- Brief
From the entries that follow, reproduce exactly and only the lines from the line with "use super::*;" to the line with "let t = resolve(3);", endpoints included.

- Stored data

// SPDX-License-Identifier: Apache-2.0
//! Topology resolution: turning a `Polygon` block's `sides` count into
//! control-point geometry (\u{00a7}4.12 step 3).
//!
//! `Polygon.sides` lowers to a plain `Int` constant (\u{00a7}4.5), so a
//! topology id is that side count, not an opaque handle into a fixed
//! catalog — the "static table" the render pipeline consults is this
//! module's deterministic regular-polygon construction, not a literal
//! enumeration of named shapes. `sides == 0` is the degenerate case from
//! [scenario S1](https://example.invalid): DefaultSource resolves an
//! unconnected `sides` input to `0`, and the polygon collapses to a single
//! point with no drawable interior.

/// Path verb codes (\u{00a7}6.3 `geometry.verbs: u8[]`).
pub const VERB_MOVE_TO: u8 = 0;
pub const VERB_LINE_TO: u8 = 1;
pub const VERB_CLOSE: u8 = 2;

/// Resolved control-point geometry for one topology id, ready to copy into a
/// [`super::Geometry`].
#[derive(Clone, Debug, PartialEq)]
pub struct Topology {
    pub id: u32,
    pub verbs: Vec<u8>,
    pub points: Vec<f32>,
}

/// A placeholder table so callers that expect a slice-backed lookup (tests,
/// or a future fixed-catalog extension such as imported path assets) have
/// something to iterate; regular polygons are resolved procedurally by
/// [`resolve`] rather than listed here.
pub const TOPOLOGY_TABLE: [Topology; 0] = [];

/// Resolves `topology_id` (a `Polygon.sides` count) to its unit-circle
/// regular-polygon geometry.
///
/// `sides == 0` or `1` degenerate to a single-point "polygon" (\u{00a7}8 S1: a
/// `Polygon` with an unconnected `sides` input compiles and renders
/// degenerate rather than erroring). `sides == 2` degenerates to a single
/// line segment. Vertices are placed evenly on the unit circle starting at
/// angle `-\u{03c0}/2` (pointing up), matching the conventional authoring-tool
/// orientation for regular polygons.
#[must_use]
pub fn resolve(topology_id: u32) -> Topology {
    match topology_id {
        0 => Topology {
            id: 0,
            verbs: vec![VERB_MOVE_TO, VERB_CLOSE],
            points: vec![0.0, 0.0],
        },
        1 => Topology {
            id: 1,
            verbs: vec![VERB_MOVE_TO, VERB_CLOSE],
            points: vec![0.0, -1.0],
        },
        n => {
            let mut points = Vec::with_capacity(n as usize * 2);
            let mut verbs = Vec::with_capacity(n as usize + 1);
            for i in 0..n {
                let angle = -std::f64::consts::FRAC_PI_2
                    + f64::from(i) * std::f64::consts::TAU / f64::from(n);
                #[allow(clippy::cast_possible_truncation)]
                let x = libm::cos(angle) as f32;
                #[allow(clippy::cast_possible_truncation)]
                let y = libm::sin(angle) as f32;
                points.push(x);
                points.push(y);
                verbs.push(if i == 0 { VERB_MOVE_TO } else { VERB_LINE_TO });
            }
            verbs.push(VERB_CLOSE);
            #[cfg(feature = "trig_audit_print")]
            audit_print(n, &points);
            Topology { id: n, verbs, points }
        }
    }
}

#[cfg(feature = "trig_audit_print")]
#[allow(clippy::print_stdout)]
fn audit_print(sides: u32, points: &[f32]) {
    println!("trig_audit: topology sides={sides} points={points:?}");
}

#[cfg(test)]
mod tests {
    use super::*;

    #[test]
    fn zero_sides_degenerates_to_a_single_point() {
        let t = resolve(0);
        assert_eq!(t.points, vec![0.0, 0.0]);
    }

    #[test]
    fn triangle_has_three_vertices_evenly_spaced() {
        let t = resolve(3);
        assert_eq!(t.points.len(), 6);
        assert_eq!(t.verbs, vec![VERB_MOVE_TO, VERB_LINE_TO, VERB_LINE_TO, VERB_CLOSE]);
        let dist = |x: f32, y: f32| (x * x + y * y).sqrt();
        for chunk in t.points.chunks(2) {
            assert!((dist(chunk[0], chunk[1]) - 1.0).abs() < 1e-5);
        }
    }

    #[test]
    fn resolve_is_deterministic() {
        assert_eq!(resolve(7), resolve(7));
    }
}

- Task result
    use super::*;

    #[test]
    fn zero_sides_degenerates_to_a_single_point() {
        let t = resolve(0);
        assert_eq!(t.points, vec![0.0, 0.0]);
    }

    #[test]
    fn triangle_has_three_vertices_evenly_spaced() {
        let t = resolve(3);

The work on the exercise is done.